↓
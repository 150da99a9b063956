//! Read-only view of the engine handed to the renderer each frame.
//!
//! Only state that changes while the page runs is captured. Static page
//! content stays in [`Options::profile`](crate::options::Options::profile)
//! and is read once by the renderer.

use serde::Serialize;

use super::PageEngine;
use crate::media::{MediaSource, PlaybackState};
use crate::viewport::ViewportClass;

/// How the background player is presented.
#[derive(Debug, Clone, Copy, PartialEq, Eq, Serialize)]
#[serde(rename_all = "snake_case")]
pub enum PlayerVisibility {
    /// Not in the page at all: no preload has completed.
    Unmounted,
    /// Mounted but hidden until entry.
    Hidden,
    /// Shown.
    Visible,
}

/// Everything the presentation layer reads.
#[derive(Debug, Clone, PartialEq, Serialize)]
pub struct PageSnapshot {
    /// Blocking overlay still shown.
    pub overlay_visible: bool,
    /// Entry has happened.
    pub entered: bool,
    /// Current view counter value.
    pub view_count: u32,
    /// Revealed bio prefix.
    pub bio: String,
    /// Bio fully revealed.
    pub bio_complete: bool,
    /// Current viewport class.
    pub viewport: ViewportClass,
    /// Player audio and display state.
    pub playback: PlaybackState,
    /// Rounded volume for the slider label.
    pub volume_percent: u32,
    /// A preload has completed.
    pub preload_ready: bool,
    /// Player presentation.
    pub player_visibility: PlayerVisibility,
    /// Source assigned to the visible element.
    pub visible_source: Option<MediaSource>,
}

impl PageSnapshot {
    /// Capture the engine's current state.
    #[must_use]
    pub fn capture(engine: &PageEngine) -> Self {
        let playback = engine.playback();
        Self {
            overlay_visible: !engine.is_entered(),
            entered: engine.is_entered(),
            view_count: engine.view_count(),
            bio: engine.bio().to_owned(),
            bio_complete: engine.is_bio_complete(),
            viewport: engine.viewport(),
            playback,
            volume_percent: playback.volume_percent(),
            preload_ready: engine.is_preload_ready(),
            player_visibility: engine.player_visibility(),
            visible_source: engine.visible_source().cloned(),
        }
    }
}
↑
HOW TO COMPLETE THIS TASK
Quote the entire listing above exactly.

ANSWER TO THIS PROBLEM
repository 150da99a9b063956
//! Read-only view of the engine handed to the renderer each frame.
//!
//! Only state that changes while the page runs is captured. Static page
//! content stays in [`Options::profile`](crate::options::Options::profile)
//! and is read once by the renderer.

use serde::Serialize;

use super::PageEngine;
use crate::media::{MediaSource, PlaybackState};
use crate::viewport::ViewportClass;

/// How the background player is presented.
#[derive(Debug, Clone, Copy, PartialEq, Eq, Serialize)]
#[serde(rename_all = "snake_case")]
pub enum PlayerVisibility {
    /// Not in the page at all: no preload has completed.
    Unmounted,
    /// Mounted but hidden until entry.
    Hidden,
    /// Shown.
    Visible,
}

/// Everything the presentation layer reads.
#[derive(Debug, Clone, PartialEq, Serialize)]
pub struct PageSnapshot {
    /// Blocking overlay still shown.
    pub overlay_visible: bool,
    /// Entry has happened.
    pub entered: bool,
    /// Current view counter value.
    pub view_count: u32,
    /// Revealed bio prefix.
    pub bio: String,
    /// Bio fully revealed.
    pub bio_complete: bool,
    /// Current viewport class.
    pub viewport: ViewportClass,
    /// Player audio and display state.
    pub playback: PlaybackState,
    /// Rounded volume for the slider label.
    pub volume_percent: u32,
    /// A preload has completed.
    pub preload_ready: bool,
    /// Player presentation.
    pub player_visibility: PlayerVisibility,
    /// Source assigned to the visible element.
    pub visible_source: Option<MediaSource>,
}

impl PageSnapshot {
    /// Capture the engine's current state.
    #[must_use]
    pub fn capture(engine: &PageEngine) -> Self {
        let playback = engine.playback();
        Self {
            overlay_visible: !engine.is_entered(),
            entered: engine.is_entered(),
            view_count: engine.view_count(),
            bio: engine.bio().to_owned(),
            bio_complete: engine.is_bio_complete(),
            viewport: engine.viewport(),
            playback,
            volume_percent: playback.volume_percent(),
            preload_ready: engine.is_preload_ready(),
            player_visibility: engine.player_visibility(),
            visible_source: engine.visible_source().cloned(),
        }
    }
}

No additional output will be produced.